All’indomani della sconfitta con il Canada allora la colpa di Jannik ha assunto ben altre proporzioni come se la squadra azzurra fosse un’armata Brancaleone come la Grecia, a cui se togliamo Tstsipas resta solo qualche buon seconda categoria.
Ma ribadiamo, il girone di Bologna sembrava benigno e la vittoria del Canada contro gli azzurri era data tanto a poco da tutte, ma proprio tutte, le agenzie di scommesse. Per cui sotto questo profilo, la colpa che poteva essere additata a Sinner va calcolata rispetto al momento in cui ha annunciato il proprio forfait ed è senz’altro lieve.
Per quanto riguarda il punto 2. – incrinare il clima di coesione di squadra – il discorso è probabilmente più complicato. Il fatto che Sinner sia considerato da tutti il miglior tennista italiano in circolazione al momento è opinione condivisa. E storicamente è un fatto che le star delle rispettive Nazionali abbiano sempre goduto di trattamenti di favore. Vi immaginate forse un pacioso Severin Luthi cazziare Federer e Wawrinka quando non si presentavano?

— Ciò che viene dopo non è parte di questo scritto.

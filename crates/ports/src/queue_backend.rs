//! Optional external queue boundary contract.
//!
//! Persistent/durable queueing across restarts is explicitly out of scope
//! for the in-memory core (see the purpose & scope Non-goals); an external
//! queue is modeled as an adapter implementing this same contract rather
//! than a built-in feature.

use crate::BoxFuture;
use notifyhub_domain::{BatchId, MessageId, Priority};
use notifyhub_shared::{RequestContext, Result};
use std::time::SystemTime;

/// A message enqueued through an external [`QueueBackend`], independent of
/// the in-process `Handle` it was submitted with.
#[derive(Debug, Clone, PartialEq)]
pub struct PersistedQueueItem {
    /// The originating message id.
    pub message_id: MessageId,
    /// Serialized message payload (adapter-defined encoding).
    pub payload: Vec<u8>,
    /// Delivery priority, preserved across the persistence boundary.
    pub priority: Priority,
    /// When the item was originally queued.
    pub queued_at: SystemTime,
    /// Batch this item belongs to, if any.
    pub batch_id: Option<BatchId>,
}

/// Boundary contract an external, possibly durable, queue must satisfy to
/// stand in for the in-memory priority queue.
pub trait QueueBackend: Send + Sync {
    /// Insert one item; fails the same way the in-memory queue does
    /// (closed/full) when the backend enforces those constraints.
    fn enqueue<'a>(
        &'a self,
        ctx: &'a RequestContext,
        item: PersistedQueueItem,
    ) -> BoxFuture<'a, Result<()>>;

    /// Remove and return the next item, honoring cancellation via `ctx`.
    fn dequeue<'a>(&'a self, ctx: &'a RequestContext) -> BoxFuture<'a, Result<PersistedQueueItem>>;

    /// Current queue depth.
    fn size<'a>(&'a self, ctx: &'a RequestContext) -> BoxFuture<'a, Result<usize>>;

    /// Idempotently stop accepting new work.
    fn close<'a>(&'a self, ctx: &'a RequestContext) -> BoxFuture<'a, Result<()>>;
}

Non stupisce allora che anche per Jannik valgano logiche simili e che la Federazione e il capitano Volandri non abbiano nessun interesse ad entrare in rotta di collisione con la loro star.
Certo è che in Davis, Jannik ancora non ha dimostrato acuti pesanti tali da giustificare tale status. Sinner ha vinto 6 dei 7 match giocati finora in Davis con la nuova formula, ma il match più difficile è stato contro Marin Cilic, un buon giocatore, ma che nel 2021 non era certo il temibile top ten del 2017 e del 2018.
Insomma, a Jannik è stato fin qui concesso credito illimitato, che però a questo punto dovrà per forza ripagare a Malaga. In un’ipotetica semifinale contro Djokovic, Sinner dovrà dimostrare di meritare i galloni di leader, altrimenti poi sarà difficile tenere a bada i legittimi mugugni degli altri ragazzi che invece a Malaga la squadra ce l’hanno portata e che magari finiranno con l’essere esclusi dal team. Intendiamoci, non è che pretendiamo una vittoria su Nole, ma almeno una partita maiuscola, quello sì. Pertanto, sotto questo secondo punto, il giudizio è sospeso.
A giudizio di chi scrive il problema potrebbe porsi in futuro qualora Sinner continuasse a richiedere un trattamento di favore senza però trascinare la squadra con le sue vittorie nei match che contano, quelli che decidono poi se si vince o si perde il trofeo. A quel punto probabilmente ci si aspetterebbe da Volandri una programmazione e un impegno da parte dei propri uomini che richieda un’adesione completa al team, e non solo quando si allineano gli astri o quando c’è odore di trofeo.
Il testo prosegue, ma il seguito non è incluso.